もしくは、業者同士での売買に回されるため、一般の小売りする数は格段に少なくなります。ペットショップで犬や猫を購入したことがある方は経験があるかもしれませんが、流行の犬種・猫種はメスの方が格段に値段が高く、探すのも大変です。その子一頭を高値で売るより産ませて子供を売った方が子供の数に比例して利益を上げる事が出来るからです。需要は間違いなくあるわけですからね。
不自然な生産
ブリーダーは本来、得意とする犬種の繁殖が目的なので、利益目的の他犬種は少数しか持たないか、もしくは全く扱わないかなのですが、これが繁殖屋になると覿面にその傾向が強く反映されます。自分のとこで生まれた子犬を使ってさらに子供を作る。
繁殖屋は、代メスはたくさん持ちますが、維持費がかかるんで種オスは数匹しか持ちません。犬種によってはオスは持たずに仲間内での交配で子供を作ります。
手近な種はと言うと、下手をすると父親や兄弟だったりするわけで・・。ちょっと考えるとわかりますよね、遺伝的に弱い個体が大量に生み出される事になります。奇形・遺伝疾患・免疫力低下・発育不全などで、早期に命を落とす子も多いです。これらの症状は現在、動物病院で診断される病気としてメジャーなものばかりです。
“生産する”のメカニズム
通常メス犬は、生後7~12ヶ月位で最初の発情(ヒート)が来ます。その後半年周期でヒートが繰り返され、年に2回子供を産める体になります。前述した、繁殖屋で生まれて残されたメスの子供たち、ヒートが来るたびに交配され、子供を産む事だけに従事させられてしまう運命に陥ってしまいます。最悪の場合、子供を身ごもるか育てている時期以外は命としてすら扱ってもらえない子達も実在しています。

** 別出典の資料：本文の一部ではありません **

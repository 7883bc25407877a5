//! The Symbol Publisher: an append-only channel into an external registry
//! that tags VAs with a kind, a module index, and a list position.
//!
//! The analyzer never reads back through this interface (spec §9,
//! "Symbol publishing"); it is a write-only sink supplied at construction.

use crate::addr::Va;

#[derive(Debug, Clone, Copy, PartialEq, Eq, Hash)]
pub enum SymbolKind {
    InstanceBase,
    ExportDirectory,
    TlsDirectory,
    LoadConfigDirectory,
    EatAddr,
    EatOrdinal,
    EatName,
    Export,
    ImportDescriptor,
    ImportTable,
    ImportNameTable,
    DelayedImportTable,
    DelayedImportNameTable,
    BoundImportDescriptor,
    BoundImportForwardRef,
    TlsCallback,
    EntryPoint,
    RelocationBlock,
    StringData,
}

/// One published annotation. `param` carries kind-specific auxiliary data
/// (e.g. bitness for IAT/TLS/load-config tags) as free text, matching the
/// loosely-typed payload the external symbol registry accepts.
#[derive(Debug, Clone)]
pub struct SymbolRecord {
    pub va: Va,
    pub kind: SymbolKind,
    pub module_index: usize,
    pub list_index: usize,
    pub param: String,
}

/// Narrow capability the analyzer needs from the external symbol registry.
pub trait SymbolPublisher {
    fn add(&mut self, record: SymbolRecord);
}

/// A publisher that discards everything; useful for tests and for callers
/// that only want the parsed data model, not the symbol side-channel.
#[derive(Debug, Default)]
pub struct NullPublisher;

impl SymbolPublisher for NullPublisher {
    fn add(&mut self, _record: SymbolRecord) {}
}

/// An in-memory publisher, handy for tests asserting on what got published.
#[derive(Debug, Default)]
pub struct VecPublisher(pub Vec<SymbolRecord>);

impl SymbolPublisher for VecPublisher {
    fn add(&mut self, record: SymbolRecord) {
        self.0.push(record);
    }
}
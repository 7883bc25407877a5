//! API-set name redirection (spec §4.9).
//!
//! Microsoft Windows virtualizes certain DLL names (`api-ms-win-core-…`) onto
//! concrete provider DLLs. The analyzer never embeds the schema itself — it
//! is an external database queried through [`ApiSetSchema`] — but it owns the
//! string surgery of splitting a forward/import name and rewriting its
//! library portion when the schema has an entry.

/// Narrow capability the analyzer needs from the external API-set schema
/// database. `consumer` is the importing/forwarding module's own name;
/// `provider` is the candidate api-set-looking library name with its
/// extension already stripped.
pub trait ApiSetSchema {
    /// Does the schema redirect `provider` for `consumer`?
    fn schema_present(&self, consumer: &str, provider: &str) -> bool;

    /// The concrete library that `provider` resolves to for `consumer`.
    /// Only meaningful when [`Self::schema_present`] is true.
    fn resolve(&self, consumer: &str, provider: &str) -> Option<String>;
}

/// A schema with no entries; every lookup is a miss. Used when the caller
/// has no API-set database to consult (e.g. analyzing a standalone file
/// outside of a live-process context).
#[derive(Debug, Default)]
pub struct EmptySchema;

impl ApiSetSchema for EmptySchema {
    fn schema_present(&self, _consumer: &str, _provider: &str) -> bool {
        false
    }

    fn resolve(&self, _consumer: &str, _provider: &str) -> Option<String> {
        None
    }
}

/// Strips a trailing `.dll`/`.exe` (case-insensitively) from a library name.
pub fn strip_extension(name: &str) -> &str {
    for ext in [".dll", ".exe", ".sys"] {
        if name.len() > ext.len() && name[name.len() - ext.len()..].eq_ignore_ascii_case(ext) {
            return &name[..name.len() - ext.len()];
        }
    }
    name
}

/// Splits a forward string (`"Library.Function"`, possibly
/// `"Library.With.Dots.Function"`) on its *last* dot, since the library
/// portion may itself contain dots (e.g. `KERNEL.APPCORE.IsDeveloperModeEnabled`).
pub fn split_forward(forward: &str) -> Option<(&str, &str)> {
    let idx = forward.rfind('.')?;
    Some((&forward[..idx], &forward[idx + 1..]))
}

/// Applies API-set redirection to a bare library name (import case): returns
/// the schema's resolved target when present, else the original name.
pub fn resolve_library_name(consumer: &str, library: &str, schema: &dyn ApiSetSchema) -> String {
    let candidate = strip_extension(library);
    if schema.schema_present(consumer, candidate) {
        if let Some(target) = schema.resolve(consumer, candidate) {
            return target;
        }
    }
    library.to_string()
}

/// Applies API-set redirection to a forward string (export case): rewrites
/// only the library portion, keeping the function name, when the schema has
/// an entry for it.
pub fn resolve_forward(consumer: &str, forward: &str, schema: &dyn ApiSetSchema) -> String {
    match split_forward(forward) {
        Some((library, function)) => {
            let candidate = strip_extension(library);
            if schema.schema_present(consumer, candidate) {
                if let Some(target) = schema.resolve(consumer, candidate) {
                    return format!("{}.{}", target, function);
                }
            }
            forward.to_string()
        }
        None => forward.to_string(),
    }
}

#[cfg(test)]
mod tests {
    use super::*;

    struct FakeSchema;
    impl ApiSetSchema for FakeSchema {
        fn schema_present(&self, _consumer: &str, provider: &str) -> bool {
            provider.eq_ignore_ascii_case("api-ms-win-core-libraryloader-l1-1-0")
        }
        fn resolve(&self, _consumer: &str, provider: &str) -> Option<String> {
            if self.schema_present("", provider) {
                Some("kernelbase".to_string())
            } else {
                None
            }
        }
    }

    #[test]
    fn resolves_known_apiset_import() {
        let schema = FakeSchema;
        let resolved = resolve_library_name(
            "kernel32.dll",
            "api-ms-win-core-libraryloader-l1-1-0.dll",
            &schema,
        );
        assert_eq!(resolved, "kernelbase");
    }

    #[test]
    fn leaves_unknown_library_untouched() {
        let schema = FakeSchema;
        let resolved = resolve_library_name("app.exe", "user32.dll", &schema);
        assert_eq!(resolved, "user32.dll");
    }

    #[test]
    fn splits_forward_on_last_dot() {
        let (lib, func) = split_forward("KERNEL.APPCORE.IsDeveloperModeEnabled").unwrap();
        assert_eq!(lib, "KERNEL.APPCORE");
        assert_eq!(func, "IsDeveloperModeEnabled");
    }

    #[test]
    fn resolves_forward_library_keeping_function() {
        let schema = FakeSchema;
        let resolved = resolve_forward(
            "x",
            "api-ms-win-core-libraryloader-l1-1-0.GetModuleFileNameW",
            &schema,
        );
        assert_eq!(resolved, "kernelbase.GetModuleFileNameW");
    }
}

ブリーディングの常識(獣医学的・動物福祉的に考えて)としては、初産は2回目のヒート以降。出産から次の出産までは母犬の体調を考えて一年以上あける事が望ましいと考えます。子供と親を離す時期も、理想は3カ月以上と考えられております。これが繁殖屋になると、お構いなしにとにかく効率的に生まれるだけ産ませる。生まれた子供は死なないうちにお金に換える。が常識になってしまうのです。
進む効率化
当然流行はいつか終わります。生まれた子供に値段がつかなくなると、今度は繁殖ラインの効率化が行われます。効率的に利益を上げる為には、売れる犬種を前面に出し、売れないものは処分と・・労力と経費を効率化する為に、がんばって増やした親たちを減らす事が始まります。

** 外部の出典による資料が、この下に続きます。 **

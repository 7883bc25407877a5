//! Standard import descriptor parsing (spec §4.5, "Standard imports").

use log::warn;

use crate::addr::{Rva, Va};
use crate::apiset::{resolve_library_name, ApiSetSchema};
use crate::pe::directories::DirectoryAnchor;
use crate::pe::mapper::AddressMapper;
use crate::pe::sections::Section;
use crate::pe::util::{read_cstr_at, read_u16_at, read_u32_at, read_u64_at};
use crate::symbols::{SymbolKind, SymbolPublisher, SymbolRecord};

#[derive(Debug, Clone, Default)]
pub struct ImportEntry {
    pub delayed: bool,
    pub original_library_name: String,
    /// Post-API-set-resolution target.
    pub library_name: String,
    /// Empty when the import is ordinal-only.
    pub function_name: String,
    pub ordinal: u16,
    /// The slot the loader will write the resolved address into.
    pub import_table_va: Va,
    /// Only meaningful when `delayed` is true.
    pub delayed_module_instance_va: Va,
    pub delayed_iat_data: u64,
}

impl ImportEntry {
    pub fn is_ordinal_only(&self) -> bool {
        self.function_name.is_empty()
    }
}

const ORDINAL_FLAG_32: u64 = 0x8000_0000;
const ORDINAL_FLAG_64: u64 = 0x8000_0000_0000_0000;

fn ordinal_flag(is_64: bool) -> u64 {
    if is_64 {
        ORDINAL_FLAG_64
    } else {
        ORDINAL_FLAG_32
    }
}

fn thunk_size(is_64: bool) -> u32 {
    if is_64 {
        8
    } else {
        4
    }
}

fn read_thunk(file: &[u8], raw: usize, is_64: bool) -> Option<u64> {
    if is_64 {
        read_u64_at(file, raw)
    } else {
        read_u32_at(file, raw).map(u64::from)
    }
}

struct ImportDescriptor {
    original_first_thunk: u32,
    name: u32,
    first_thunk: u32,
}

fn read_descriptor(file: &[u8], raw: usize) -> Option<ImportDescriptor> {
    Some(ImportDescriptor {
        original_first_thunk: read_u32_at(file, raw)?,
        name: read_u32_at(file, raw + 12)?,
        first_thunk: read_u32_at(file, raw + 16)?,
    })
}

fn is_terminator(file: &[u8], raw: usize) -> bool {
    (0..20)
        .filter_map(|off| file.get(raw + off))
        .all(|&b| b == 0)
}

/// Walks the thunk array at `thunk_rva` (either the INT or, for bound
/// images, the IAT) emitting one [`ImportEntry`] per non-zero slot.
#[allow(clippy::too_many_arguments)]
fn walk_thunks(
    file: &[u8],
    mapper: &AddressMapper,
    sections: &[Section],
    thunk_rva: u32,
    iat_rva: u32,
    is_64: bool,
    library_name: &str,
    original_library_name: &str,
    module_index: usize,
    publisher: &mut dyn SymbolPublisher,
) -> Vec<ImportEntry> {
    let mut entries = Vec::new();
    let elem = thunk_size(is_64);
    let flag = ordinal_flag(is_64);
    let mut idx: u32 = 0;
    loop {
        let thunk_raw = mapper.rva_to_raw(Rva(thunk_rva + idx * elem), sections);
        if !thunk_raw.is_valid() {
            break;
        }
        let value = match read_thunk(file, thunk_raw.0 as usize, is_64) {
            Some(v) => v,
            None => break,
        };
        if value == 0 {
            break;
        }

        let (function_name, ordinal) = if value & flag != 0 {
            (String::new(), (value & 0xffff) as u16)
        } else {
            let hint_name_rva = (value & 0xffff_ffff) as u32;
            let hint_raw = mapper.rva_to_raw(Rva(hint_name_rva), sections);
            let hint = read_u16_at(file, hint_raw.0 as usize).unwrap_or(0);
            let name = read_cstr_at(file, hint_raw.0 as usize + 2).unwrap_or_default();
            (name, hint)
        };

        let iat_slot_rva = Rva(iat_rva + idx * elem);
        let import_table_va = iat_slot_rva.to_va(mapper.image_base());

        publisher.add(SymbolRecord {
            va: import_table_va,
            kind: SymbolKind::ImportTable,
            module_index,
            list_index: entries.len(),
            param: if is_64 { "x64".into() } else { "x86".into() },
        });
        if thunk_rva != iat_rva {
            publisher.add(SymbolRecord {
                va: Rva(thunk_rva + idx * elem).to_va(mapper.image_base()),
                kind: SymbolKind::ImportNameTable,
                module_index,
                list_index: entries.len(),
                param: if is_64 { "x64".into() } else { "x86".into() },
            });
        }

        entries.push(ImportEntry {
            delayed: false,
            original_library_name: original_library_name.to_string(),
            library_name: library_name.to_string(),
            function_name,
            ordinal,
            import_table_va,
            delayed_module_instance_va: Va(0),
            delayed_iat_data: 0,
        });

        idx += 1;
    }
    entries
}

#[allow(clippy::too_many_arguments)]
pub fn parse_imports(
    file: &[u8],
    mapper: &AddressMapper,
    sections: &[Section],
    anchor: DirectoryAnchor,
    is_64: bool,
    consumer_name: &str,
    schema: &dyn ApiSetSchema,
    module_index: usize,
    publisher: &mut dyn SymbolPublisher,
) -> Vec<ImportEntry> {
    let mut out = Vec::new();
    if !anchor.is_present() {
        return out;
    }

    const DESCRIPTOR_SIZE: u32 = 20;
    let mut idx = 0u32;
    loop {
        let descriptor_rva = mapper.va_to_rva(anchor.va).0 + idx * DESCRIPTOR_SIZE;
        let descriptor_raw = mapper.rva_to_raw(Rva(descriptor_rva), sections);
        if !descriptor_raw.is_valid() || is_terminator(file, descriptor_raw.0 as usize) {
            break;
        }
        let descriptor = match read_descriptor(file, descriptor_raw.0 as usize) {
            Some(d) => d,
            None => break,
        };

        publisher.add(SymbolRecord {
            va: Rva(descriptor_rva).to_va(mapper.image_base()),
            kind: SymbolKind::ImportDescriptor,
            module_index,
            list_index: idx as usize,
            param: String::new(),
        });

        let name_raw = mapper.rva_to_raw(Rva(descriptor.name), sections);
        if !name_raw.is_valid() {
            warn!("import descriptor {} has an unmapped library name RVA", idx);
            idx += 1;
            continue;
        }
        let original_library_name = read_cstr_at(file, name_raw.0 as usize).unwrap_or_default();
        let library_name = resolve_library_name(consumer_name, &original_library_name, schema);

        // 64-bit images may carry bound (real runtime) VAs in the IAT on
        // disk; those must never be used for name reads, so the INT is
        // preferred and the IAT is only a fallback for unbound 32-bit images.
        let thunk_rva = if descriptor.original_first_thunk != 0 {
            descriptor.original_first_thunk
        } else {
            descriptor.first_thunk
        };

        let mut entries = walk_thunks(
            file,
            mapper,
            sections,
            thunk_rva,
            descriptor.first_thunk,
            is_64,
            &library_name,
            &original_library_name,
            module_index,
            publisher,
        );
        out.append(&mut entries);

        idx += 1;
    }
    out
}

#[cfg(test)]
mod tests {
    use super::*;
    use crate::apiset::EmptySchema;
    use crate::pe::sections::SectionCharacteristics;
    use crate::symbols::NullPublisher;

    fn mk_section(va: u32, vsize: u32, raw: u32, rawsize: u32) -> Section {
        Section {
            raw_name: ".idata".into(),
            display_name: ".idata".into(),
            virtual_size: vsize,
            virtual_address: va,
            size_of_raw_data: rawsize,
            pointer_to_raw_data: raw,
            pointer_to_relocations: 0,
            pointer_to_line_numbers: 0,
            number_of_relocations: 0,
            number_of_line_numbers: 0,
            characteristics: SectionCharacteristics::CNT_INITIALIZED_DATA,
        }
    }

    #[test]
    fn parses_single_named_import_32_bit() {
        // layout inside one section, all RVA == RAW for simplicity.
        let base_va = 0x2000u32;
        let lib_name_rva = base_va + 100;
        let int_rva = base_va + 200; // OriginalFirstThunk array
        let iat_rva = base_va + 300; // FirstThunk array
        let hint_name_rva = base_va + 400;

        let mut file = vec![0u8; 0x4000];
        // descriptor 0
        file[base_va as usize..base_va as usize + 4].copy_from_slice(&int_rva.to_le_bytes());
        file[base_va as usize + 12..base_va as usize + 16].copy_from_slice(&lib_name_rva.to_le_bytes());
        file[base_va as usize + 16..base_va as usize + 20].copy_from_slice(&iat_rva.to_le_bytes());
        // descriptor 1 (terminator) is already all-zero.

        file[lib_name_rva as usize..lib_name_rva as usize + 9].copy_from_slice(b"kernel32\0");
        file[int_rva as usize..int_rva as usize + 4].copy_from_slice(&hint_name_rva.to_le_bytes());
        file[iat_rva as usize..iat_rva as usize + 4].copy_from_slice(&hint_name_rva.to_le_bytes());
        file[hint_name_rva as usize..hint_name_rva as usize + 2].copy_from_slice(&0u16.to_le_bytes());
        file[hint_name_rva as usize + 2..hint_name_rva as usize + 16]
            .copy_from_slice(b"GetProcAddr\0\0\0");

        let sections = vec![mk_section(base_va, 0x1000, base_va, 0x1000)];
        let mapper = AddressMapper::new(Va(0x1000_0000), 0x200, 0x1000, 0x200, &sections);
        let anchor = DirectoryAnchor {
            va: Rva(base_va).to_va(mapper.image_base()),
            size: 20,
        };

        let mut publisher = NullPublisher;
        let imports = parse_imports(
            &file,
            &mapper,
            &sections,
            anchor,
            false,
            "app.exe",
            &EmptySchema,
            0,
            &mut publisher,
        );

        assert_eq!(imports.len(), 1);
        assert_eq!(imports[0].library_name, "kernel32");
        assert_eq!(imports[0].function_name, "GetProcAddr");
        assert!(!imports[0].is_ordinal_only());
    }
}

どんな方法で??そう、みなさんご存知のような方法を身銭を切らずに血税を使って減らすのです。愛護センターへ業者から持ち込まれる犬はこんな事情で命の終焉を迎えるのです。一部は新しい家族が見つかる幸運な子もいますが、山奥に遺棄・薬で処分・食事を与えずに餓死・研究施設へ売却・撲殺して焼却。過去に悪徳業者が行ってきた”効率化”の方法です。